On 15 June 2007, a New Zealand Select Committee reported that it could not recommend the passing of the Therapeutic Products and Medicines Bill. This Bill represents the implementing legislation for the regulation of therapeutic products in New Zealand, and gives effect to the Agreement between the Australian and New Zealand Governments for the Establishment of a Joint Scheme for the Regulation of Therapeutic Products. The main criticism and reason for the Select Committee's decision related to the perceived inappropriateness of imposing a pharmaceutical model of regulation on complementary medicines in New Zealand.
Following this, on 16 July 2007, the New Zealand Government announced that it would not be proceeding with the Bill and would suspend negotiations on the joint agency. This decision was made in recognition that the New Zealand Government does not currently have sufficient support in the New Zealand Parliament to ensure the passage of the Bill, as was demonstrated in the Select Committee's Report.
Given New Zealand's political situation, the Australian Government in turn announced on 18 July 2007 that negotiations on the joint agency would be postponed, but that it expects the 2003 Agreement between Australia and New Zealand to establish the joint agency to remain in place.
There has been strong industry reaction to the decision to suspend the joint agency.

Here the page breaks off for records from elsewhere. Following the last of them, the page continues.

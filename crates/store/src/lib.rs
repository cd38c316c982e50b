//! SD-card persistence.
//!
//! Every file follows one discipline: a write removes any existing file and
//! writes the new content in full; a read opens, reads and closes. The
//! [`platform::Storage`] implementation releases the SD chip-select after
//! each call, so nothing here holds the bus between operations.
//!
//! | File | Module |
//! |---|---|
//! | `/notes/<name>.txt` | [`notes`] |
//! | `/sms/contacts.txt` | [`contacts`] |
//! | `/sms/<phone>.bin` | [`sms`] |
//! | `/sms/modem.cfg`, `/web/wifi.cfg` | [`cfg`] |
//! | `/web/bookmarks.txt`, `/web/history.txt` | [`urls`] |
//! | `/settings.bin` | [`settings`] |

#![cfg_attr(not(test), no_std)]
#![deny(clippy::unwrap_used)]
#![deny(clippy::panic)]
#![deny(clippy::expect_used)]
#![allow(async_fn_in_trait)]

pub mod cfg;
pub mod contacts;
pub mod fs;
pub mod notes;
pub mod paths;
pub mod settings;
pub mod sms;
pub mod urls;

mod error;

pub use error::StoreError;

The Researched Medicines Industry Association of New Zealand believes that New Zealanders will now face major delays in acquiring new prescription medicines, which are available elsewhere in the world, while Medicines Australia expressed its disappointment at the missed opportunity to develop a world-class regulatory agency.
Where to now?
Since 1998 there have been numerous consultations with industry, health professionals, consumer groups and other interested parties on the establishment of a trans-Tasman therapeutic products authority. Significantly for industry, this regime sought to facilitate trade and reduce compliance costs. The new system would also have allowed each country to update regulatory standards to ensure that they accord with international best practice, particularly with regard to emerging therapeutic technologies and products.
Both the Australian and New Zealand Governments have said that they remain dedicated to creating a joint regulatory regime. The New Zealand State Services Minister, the Hon Annette King, announced that the New Zealand Bill will remain on the Order Paper to be revisited when sufficient parliamentary support is available.
There is mutual recognition by both the Australian and New Zealand Governments and the pharmaceutical industry associations that the work done on the ANZTPA legislation will not be wasted. The set back on implementation of ANZTPA, however, means that regulatory reform in both New Zealand and Australia appears unlikely in the near future.
It remains to be seen whether Australia and New Zealand will independently implement some of the reforms proposed to be included under ANZTPA. In Australia, reform in certain areas, such as the regulation of in vitro diagnostic devices, has long been on the agenda. In New Zealand, the Government has recognised the current shortcomings of its regulatory regime and, in particular, has stated that the current unregulated market for medical devices and complementary medicines cannot remain.
The content of this article is intended to provide a general guide to the subject matter. Specialist advice should be sought about your specific circumstances.